Haitians mourn at funeral as another survivor pulled from rubble
PORT-AU-PRINCE, Haiti - Hundreds gathered for the funeral of the archbishop of Haiti's stricken capital yesterday, a rare formal ceremony that captured the collective mourning of a shattered nation where mass graves hold many of the dead.
While the two-hour ceremony was held for Msgr. Joseph Serge Miot and vicar Charles Benoit, who also perished in the Jan. 12 earthquake, people in the crowd of about 2,000 wept for deeply personal losses.
"We feel like we have lost everything. Our child, our country, our friend," said Junior Sant Juste, 30, a father whose 3-year-old daughter died when his home collapsed.
Meanwhile, as the United Nations said the Haitian government had declared an end to searches for living people trapped in the rubble, yet another survivor was rescued.
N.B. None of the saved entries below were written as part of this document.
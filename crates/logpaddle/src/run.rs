use std::io::{self, Write};

use anyhow::{Context, Result};
use paddle::PaddleMode;
use renderer::{FrameInput, Renderer, RendererConfig, Scene};
use sceneconfig::SceneConfig;
use tracing_subscriber::EnvFilter;

use crate::cli::{RunArgs, SimulateArgs};
use crate::paths::AppPaths;
use crate::scene::PaddleScene;

pub fn run(args: &RunArgs) -> Result<()> {
    let config = resolve_config(args)?;
    let renderer_config = RendererConfig {
        surface_size: (config.display.width, config.display.height),
        background: config.display.background,
        vsync: !args.no_vsync,
        ..RendererConfig::default()
    };
    tracing::info!(
        mode = %config.display.paddle_mode,
        width = config.display.width,
        height = config.display.height,
        texture = ?config.paddle.texture,
        "starting logpaddle"
    );

    let scene = PaddleScene::new(&config);
    Renderer::new(renderer_config).run(scene)
}

pub fn simulate(args: &RunArgs, sim: &SimulateArgs) -> Result<()> {
    let config = resolve_config(args)?;
    let mut scene = PaddleScene::new(&config);
    scene.resize(config.display.width as f32, config.display.height as f32);
    tracing::debug!(frames = sim.frames, dt = sim.dt, every = sim.every, "simulating");

    let stdout = io::stdout();
    let mut out = stdout.lock();
    let input = FrameInput::default();
    for frame in 1..=sim.frames {
        scene.update(sim.dt, &input);
        if frame % sim.every == 0 || frame == sim.frames {
            for report in scene.report() {
                let token = if report.token.is_empty() {
                    "-"
                } else {
                    report.token.as_str()
                };
                let target = report
                    .target
                    .map_or_else(|| "-".to_string(), |id| id.to_string());
                writeln!(
                    out,
                    "frame={frame} token={token} y={:.2} moving={} target={target}",
                    report.y, report.moving
                )?;
            }
        }
    }
    writeln!(
        out,
        "simulated {} frames: spawned={} arrived={} in_flight={}",
        sim.frames,
        scene.spawned(),
        scene.arrived(),
        scene.in_flight()
    )?;
    Ok(())
}

pub fn print_paths() -> Result<()> {
    let paths = AppPaths::discover()?;
    println!("config dir:  {}", paths.config_dir().display());
    println!("config file: {}", paths.config_file().display());
    Ok(())
}

pub fn initialise_tracing() {
    let filter = EnvFilter::try_from_default_env().unwrap_or_else(|_| EnvFilter::new("info"));
    tracing_subscriber::fmt()
        .with_env_filter(filter)
        .with_target(false)
        .with_writer(io::stderr)
        .init();
}

/// Loads the configuration file and applies command-line overrides on top.
fn resolve_config(args: &RunArgs) -> Result<SceneConfig> {
    let mut config = match &args.config {
        Some(path) => SceneConfig::load(path)
            .with_context(|| format!("failed to load config {}", path.display()))?,
        None => {
            let path = AppPaths::discover()?.config_file();
            tracing::debug!(path = %path.display(), "looking for default config");
            SceneConfig::load_or_default(&path)
                .with_context(|| format!("failed to load config {}", path.display()))?
        }
    };

    apply_overrides(&mut config, args);
    config
        .validate()
        .context("invalid configuration after command-line overrides")?;
    Ok(config)
}

fn apply_overrides(config: &mut SceneConfig, args: &RunArgs) {
    if let Some(mode) = args.mode {
        config.display.paddle_mode = mode;
    }
    if let Some((width, height)) = args.size {
        config.display.width = width;
        config.display.height = height;
    }
    if let Some(texture) = &args.texture {
        config.paddle.texture = Some(texture.clone());
    }
    if let Some(seed) = args.seed {
        config.simulation.seed = seed;
    }
    if config.display.paddle_mode == PaddleMode::None {
        tracing::info!("paddle mode is 'none'; no paddles will be drawn");
    }
}

#[cfg(test)]
mod tests {
    use std::path::PathBuf;

    use super::*;

    #[test]
    fn overrides_replace_config_values() {
        let mut config = SceneConfig::default();
        let args = RunArgs {
            mode: Some(PaddleMode::Vhost),
            size: Some((640, 480)),
            texture: Some(PathBuf::from("paddle.png")),
            seed: Some(42),
            ..RunArgs::default()
        };
        apply_overrides(&mut config, &args);

        assert_eq!(config.display.paddle_mode, PaddleMode::Vhost);
        assert_eq!((config.display.width, config.display.height), (640, 480));
        assert_eq!(config.paddle.texture, Some(PathBuf::from("paddle.png")));
        assert_eq!(config.simulation.seed, 42);
    }

    #[test]
    fn missing_overrides_keep_config() {
        let mut config = SceneConfig::default();
        config.display.width = 1024;
        apply_overrides(&mut config, &RunArgs::default());
        assert_eq!(config.display.width, 1024);
        assert_eq!(config.display.paddle_mode, PaddleMode::Single);
    }
}
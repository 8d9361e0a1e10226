//! Structured commands for the interactive shell.
//!
//! The first word of a line picks the command and is matched
//! case-insensitively; the rest of the line is the argument, trimmed but
//! otherwise kept as typed so file names and shop names survive intact.

use std::path::PathBuf;

#[derive(Clone, Debug, Eq, PartialEq)]
pub enum Command {
    Add,
    List,
    /// Shop to filter by; prompted for when absent.
    Select(Option<String>),
    /// Target file; falls back to the configured data file when absent.
    Save(Option<PathBuf>),
    Load(Option<PathBuf>),
    Help,
    Exit,
    Unknown(String),
}

impl Command {
    /// Parse one input line. Blank lines yield `None`.
    pub fn parse(line: &str) -> Option<Self> {
        let line = line.trim();
        if line.is_empty() {
            return None;
        }

        let (keyword, rest) = match line.split_once(char::is_whitespace) {
            Some((keyword, rest)) => (keyword, rest.trim()),
            None => (line, ""),
        };
        let argument = (!rest.is_empty()).then(|| rest.to_string());

        let command = match (keyword.to_lowercase().as_str(), argument) {
            ("add", None) => Command::Add,
            ("list", None) => Command::List,
            ("select", shop) => Command::Select(shop),
            ("save", path) => Command::Save(path.map(PathBuf::from)),
            ("load", path) => Command::Load(path.map(PathBuf::from)),
            ("help", None) => Command::Help,
            ("exit", None) => Command::Exit,
            _ => Command::Unknown(line.to_string()),
        };
        Some(command)
    }
}
//! Shared library for the shopcat product catalog.
//!
//! The crate keeps a list of product records (product, shop, cost), persists
//! it as pretty-printed JSON and checks every record read back from disk
//! against a declared schema before it reaches the catalog. The binary is a
//! thin interactive shell over [`Ledger`]; everything with correctness
//! requirements lives in `validation`, `store` and `catalog`.

pub mod catalog;
pub mod command;
pub mod config;
pub mod error;
pub mod ledger;
pub mod logging;
pub mod record;
pub mod render;
pub mod schema;
pub mod shell;
pub mod store;
pub mod validation;

pub use catalog::{Catalog, select};
pub use command::Command;
pub use config::{Config, LoadPolicy};
pub use error::{FieldViolation, ShellError, StoreError, ValidationError, Violation};
pub use ledger::{Ledger, LoadReport, Rejection};
pub use record::Record;
pub use schema::{FieldKind, FieldSpec, RECORD_FIELDS, record_schema_document};
pub use shell::{Flow, Shell};
pub use validation::Validator;
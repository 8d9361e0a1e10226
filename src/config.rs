//! Command-line configuration.

use clap::{Parser, ValueEnum};
use std::path::PathBuf;

/// What a load does when some candidates fail validation.
#[derive(Clone, Copy, Debug, Default, Eq, PartialEq, ValueEnum)]
pub enum LoadPolicy {
    /// Admit the valid records, report and drop the rest.
    #[default]
    SkipInvalid,
    /// Any invalid record voids the whole load; the catalog stays as it was.
    RejectBatch,
}

/// Interactive product catalog with schema-checked loads.
#[derive(Parser, Debug, Clone)]
#[command(name = "shopcat", version)]
#[command(about = "Keep a list of products, the shops that sell them and what they cost")]
pub struct Config {
    /// Default data file: loaded at startup when present, used by bare `save`/`load`
    #[arg(short = 'f', long = "file")]
    pub data_file: Option<PathBuf>,

    /// How loads treat records that fail validation
    #[arg(long, value_enum, default_value_t = LoadPolicy::SkipInvalid)]
    pub load_policy: LoadPolicy,

    /// Enable debug logging
    #[arg(short, long)]
    pub verbose: bool,

    /// Print the record JSON Schema and exit
    #[arg(long)]
    pub print_schema: bool,
}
French officials said they reached the 23-year-old man by digging a tunnel through the wreckage of a fruit and vegetable shop where the man had been buried for 11 days.
He was placed on a stretcher and given intravenous fluids as onlookers cheered. Rescuers said he was in good health.
"Life doesn't stop when a government says stop," said Lt. Col. Christophe Renou, a French Civil Protection official who is part of a team working at the site. "There is still some hope, but it is going to take some luck and God's help because there are so many destroyed buildings."
Authorities have stopped short of explicitly directing all teams to halt rescue efforts, and hopeful searchers continued picking through the ruins. But UN relief workers said the shift in focus is critical to care for the thousands living in squalid, makeshift camps that lack sanitation.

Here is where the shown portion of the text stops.